**EXERCISE**
Retyping the records exactly, down to the last line, is the whole job.

**SUPPLIED MATERIAL**
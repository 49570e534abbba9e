mod cli;
mod commands;
mod layout;
mod model;
mod source;
mod util;

use anyhow::Result;
use clap::Parser;
use tracing::error;
use tracing_subscriber::EnvFilter;

use crate::cli::{Cli, Commands};

fn main() {
    init_tracing();

    if let Err(err) = run() {
        error!(error = %err, "command failed");
        for cause in err.chain().skip(1) {
            error!(cause = %cause, "caused by");
        }
        std::process::exit(1);
    }
}

fn run() -> Result<()> {
    let cli = Cli::parse();

    match cli.command {
        Commands::Extract(args) => commands::extract::run(args),
        Commands::Grids(args) => commands::grids::run(args),
    }
}

fn init_tracing() {
    let env_filter = EnvFilter::try_from_default_env().unwrap_or_else(|_| EnvFilter::new("info"));

    tracing_subscriber::fmt()
        .with_env_filter(env_filter)
        .with_target(false)
        .with_writer(std::io::stderr)
        .init();
}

**OUTPUT FOR THIS TASK**
repository 49570e534abbba9e
mod cli;
mod commands;
mod layout;
mod model;
mod source;
mod util;

use anyhow::Result;
use clap::Parser;
use tracing::error;
use tracing_subscriber::EnvFilter;

use crate::cli::{Cli, Commands};

fn main() {
    init_tracing();

    if let Err(err) = run() {
        error!(error = %err, "command failed");
        for cause in err.chain().skip(1) {
            error!(cause = %cause, "caused by");
        }
        std::process::exit(1);
    }
}

fn run() -> Result<()> {
    let cli = Cli::parse();

    match cli.command {
        Commands::Extract(args) => commands::extract::run(args),
        Commands::Grids(args) => commands::grids::run(args),
    }
}

fn init_tracing() {
    let env_filter = EnvFilter::try_from_default_env().unwrap_or_else(|_| EnvFilter::new("info"));

    tracing_subscriber::fmt()
        .with_env_filter(env_filter)
        .with_target(false)
        .with_writer(std::io::stderr)
        .init();
}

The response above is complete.